Stored entries

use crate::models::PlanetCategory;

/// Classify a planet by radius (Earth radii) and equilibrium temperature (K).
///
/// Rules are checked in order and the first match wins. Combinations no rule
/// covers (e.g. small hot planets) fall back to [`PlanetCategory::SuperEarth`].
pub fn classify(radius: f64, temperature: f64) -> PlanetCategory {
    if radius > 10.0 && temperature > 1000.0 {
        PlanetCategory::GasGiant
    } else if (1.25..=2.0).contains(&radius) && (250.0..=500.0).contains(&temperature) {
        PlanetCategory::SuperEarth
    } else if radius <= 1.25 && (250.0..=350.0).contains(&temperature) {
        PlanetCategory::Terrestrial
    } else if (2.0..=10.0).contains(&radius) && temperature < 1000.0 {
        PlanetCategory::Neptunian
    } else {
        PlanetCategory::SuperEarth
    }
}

EXERCISE BRIEF
Copy out the lines of the records above in which the string "else" appears.

YOUR RESPONSE
    } else if (1.25..=2.0).contains(&radius) && (250.0..=500.0).contains(&temperature) {
    } else if radius <= 1.25 && (250.0..=350.0).contains(&temperature) {
    } else if (2.0..=10.0).contains(&radius) && temperature < 1000.0 {
    } else {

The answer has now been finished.